Sweden is all set to become one of the first countries in the world to go completely cashless and launch its own digital currency this year. Sweden’s central bank, Riksbank, is expected to launch its own digital currency called eKrona in the mid- March. The main aim of the country to introduce virtual currency is to eliminate the use of banknotes and coins for making payments.
Ecuador was the first country to have state-run electronic payment system back in 2015. The country uses US dollars as currency and designed its Sistema de Dinero Electronico to support its monetary system. Additionally, the scheme was also launched to stop the government spending more than $3m a year in exchanging old notes for new dollars.
Tunisia became the first country in the world to issue its national currency via advanced Blockchain technology in 2015 with the help of Monetas. The Monetas platform is an advanced crypto-transaction technology that uses a Blockchain secured digital notary to enable all kinds of financial and legal transactions, public or private.
Like Tunisia, Senegal has also launched its own version of a national digital currency earlier this year. The institutions behind this currency are The Senegalese Bank, Banque Regionale de Marches (BRM) and eCurrency Mint. It has the same value as the CFA franc and can be stored in all mobile money and e-money wallets.
China’s central bank is soon going digital. According to Bloomberg, the People’s Bank of China has been doing trials of its prototype cryptocurrency since 2014 and is all set to become one of the first major central banks to issue digital money. It would use the blockchain to monitor risk in the financial system and track transactions. This would be similar to the demonetization project introduced by Prime Minister Narendra Modi.
The central bank of Russia, Olga Skorobogatova is planning to launch its own digital currency. According to a report by TASS, Russia’s largest news agency, Skorobogatova sees national cryptocurrencies as the future and believes that it is the time to launch the country’s own national currency.
“Regulators of all countries agree that it’s time to develop national cryptocurrencies, this is the future. Every country will decide on specific time frames. After our pilot projects we will understand what system we could use in our case for our national currency,” said Skorobogatova.
Earlier also in 2016, Russian central bank developed an Ethereum-based blockchain prototype called ‘Masterchain’ for financial messaging.
The Estonian government was one of the first governments to store its data on the blockchain, as part of its e-Residency programme. The country is also inviting its citizens and e-residents to give it feedback on the digital currency in Estonia.

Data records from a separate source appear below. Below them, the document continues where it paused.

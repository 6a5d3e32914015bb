// SPDX-FileCopyrightText: 2025 Jason Pena <jasonpena@awkless.com>
// SPDX-License-Identifier: MIT

//! Remote tables of checkouts.
//!
//! Reads the remotes configured in a checkout through `git remote -v`, and
//! keeps them in a per-run cache. The output of `git remote -v` consists of
//! one line per remote and direction:
//!
//! ```text
//! origin	git@github.com:org/api.git (fetch)
//! origin	git@github.com:org/api.git (push)
//! ```
//!
//! Only fetch URLs make it into a [`RemoteTable`]. URLs may contain spaces,
//! e.g., local paths, so the name ends at the tab and the direction is the
//! last space separated word.
//!
//! Git looks for a repository in parent directories too. A directory only
//! counts as a checkout if it is the top level of its own work tree, so a
//! plain directory inside some enclosing repository never reports the remotes
//! of that repository.

use crate::{git::Git, syscall::Syscall};

use std::{
    collections::{BTreeMap, HashMap},
    path::{Path, PathBuf},
    str::FromStr,
    sync::Mutex,
};
use tracing::{debug, instrument};

/// Name of the active remote.
pub const ORIGIN: &str = "origin";

/// Name of the remote holding the preimage of a rewrite.
pub const OLD: &str = "old";

/// Direction of a remote URL.
#[derive(Debug, Clone, Copy, PartialEq, Eq)]
pub enum Direction {
    Fetch,
    Push,
}

impl FromStr for Direction {
    type Err = RemoteError;

    fn from_str(data: &str) -> Result<Self, Self::Err> {
        match data {
            "(fetch)" => Ok(Self::Fetch),
            "(push)" => Ok(Self::Push),
            _ => Err(RemoteError::Malformed { line: data.into() }),
        }
    }
}

/// One line of `git remote -v` output.
#[derive(Debug, Clone, PartialEq, Eq)]
pub struct RemoteLine {
    pub name: String,
    pub url: String,
    pub direction: Direction,
}

impl FromStr for RemoteLine {
    type Err = RemoteError;

    fn from_str(line: &str) -> Result<Self, Self::Err> {
        let malformed = || RemoteError::Malformed { line: line.into() };

        let (name, rest) = line.split_once('\t').ok_or_else(malformed)?;
        let (url, direction) = rest.rsplit_once(' ').ok_or_else(malformed)?;
        if name.is_empty() || name.contains(char::is_whitespace) || url.trim().is_empty() {
            return Err(malformed());
        }

        Ok(Self {
            name: name.to_string(),
            url: url.trim().to_string(),
            direction: direction.parse().map_err(|_| malformed())?,
        })
    }
}

/// Fetch URLs of a checkout keyed by remote name.
#[derive(Debug, Default, Clone, PartialEq, Eq)]
pub struct RemoteTable(BTreeMap<String, String>);

impl RemoteTable {
    pub fn get(&self, name: &str) -> Option<&str> {
        self.0.get(name).map(String::as_str)
    }

    /// URL of the active remote.
    pub fn origin(&self) -> Option<&str> {
        self.get(ORIGIN)
    }

    /// URL of the rewrite preimage, if a rewrite is pending.
    pub fn old(&self) -> Option<&str> {
        self.get(OLD)
    }
}

impl FromStr for RemoteTable {
    type Err = RemoteError;

    /// Parse `git remote -v` output.
    ///
    /// Blank lines are skipped. Any other line must parse as a
    /// [`RemoteLine`], malformed lines fail the whole table.
    fn from_str(data: &str) -> Result<Self, Self::Err> {
        let mut table = BTreeMap::new();
        for line in data.lines().filter(|line| !line.trim().is_empty()) {
            let remote: RemoteLine = line.parse()?;
            if remote.direction == Direction::Fetch {
                table.insert(remote.name, remote.url);
            }
        }

        Ok(Self(table))
    }
}

impl<const N: usize> From<[(&str, &str); N]> for RemoteTable {
    fn from(remotes: [(&str, &str); N]) -> Self {
        Self(
            remotes
                .into_iter()
                .map(|(name, url)| (name.to_string(), url.to_string()))
                .collect(),
        )
    }
}

/// Per-run cache of remote tables.
///
/// Tables are read lazily on first access of a directory. Nothing outlives
/// the process. Callers that mutate remotes must [`invalidate`] the
/// directory afterwards.
///
/// [`invalidate`]: RemoteSet::invalidate
#[derive(Debug)]
pub struct RemoteSet<S>
where
    S: Syscall,
{
    git: Git<S>,
    tables: Mutex<HashMap<PathBuf, RemoteTable>>,
}

impl<S> RemoteSet<S>
where
    S: Syscall,
{
    /// Construct new empty cache.
    pub fn new(git: Git<S>) -> Self {
        Self {
            git,
            tables: Mutex::new(HashMap::new()),
        }
    }

    /// Remote table of checkout at `dir`.
    ///
    /// # Errors
    ///
    /// - Return [`RemoteError::Command`] if Git fails, e.g., `dir` is not
    ///   inside any checkout.
    /// - Return [`RemoteError::Enclosed`] if `dir` is not the top level of
    ///   its checkout.
    /// - Return [`RemoteError::Malformed`] if `git remote -v` output cannot
    ///   be parsed.
    #[instrument(skip(self), level = "debug")]
    pub fn read(&self, dir: &Path) -> Result<RemoteTable> {
        if let Some(table) = self.lock().get(dir) {
            return Ok(table.clone());
        }

        let output = self.git.toplevel(dir);
        if !output.success {
            return Err(RemoteError::Command { output: output.text });
        }

        // INVARIANT: Never read remotes of a repository enclosing `dir`.
        let toplevel = PathBuf::from(output.text.trim());
        if canonical(&toplevel) != canonical(dir) {
            return Err(RemoteError::Enclosed {
                dir: dir.to_path_buf(),
                toplevel,
            });
        }

        let output = self.git.remote_verbose(dir);
        if !output.success {
            return Err(RemoteError::Command { output: output.text });
        }

        let table: RemoteTable = output.text.parse()?;
        debug!("cache {} remotes for {:?}", table.0.len(), dir.display());
        self.lock().insert(dir.to_path_buf(), table.clone());

        Ok(table)
    }

    /// Forget cached table of `dir`.
    pub fn invalidate(&self, dir: &Path) {
        self.lock().remove(dir);
    }

    fn lock(&self) -> std::sync::MutexGuard<'_, HashMap<PathBuf, RemoteTable>> {
        // INVARIANT: A poisoned cache only ever holds complete tables.
        self.tables
            .lock()
            .unwrap_or_else(std::sync::PoisonError::into_inner)
    }
}

fn canonical(path: &Path) -> PathBuf {
    path.canonicalize().unwrap_or_else(|_| path.to_path_buf())
}

/// Remote table error types.
#[derive(Debug, Clone, PartialEq, Eq, thiserror::Error)]
pub enum RemoteError {
    /// Listing remotes failed.
    #[error("failed to list remotes: {output}")]
    Command { output: String },

    /// Directory lies inside a checkout rooted elsewhere.
    #[error("{:?} is not a checkout, it lies inside {:?}", dir.display(), toplevel.display())]
    Enclosed { dir: PathBuf, toplevel: PathBuf },

    /// Line of `git remote -v` output does not have the expected columns.
    #[error("malformed remote line {line:?}")]
    Malformed { line: String },
}

/// Friendly result alias :3
type Result<T, E = RemoteError> = std::result::Result<T, E>;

Japanese banks are planning to introduce a digital currency called ‘JCoin’ for the 2020 Tokyo Olympics. It will be used to pay for goods and transfer money using smartphones. The new currency will be convertible into yen on a one-to-one basis using QR codes to be scanned in stores.
Venezuela will be soon launching its own digital currency called ‘Petro’ to combat the financial crisis. The new currency would be backed by Venezuela’s oil, gas, gold and diamond wealth. According to Venezuela’s information minister, Jorge Rodriguez, the petro will be different from bitcoin and other cryptocurrencies because it will be backed by hard assets. He also stated that some 5 billion barrels of Venezuelan oil reserves will be used as financial backing for the currency.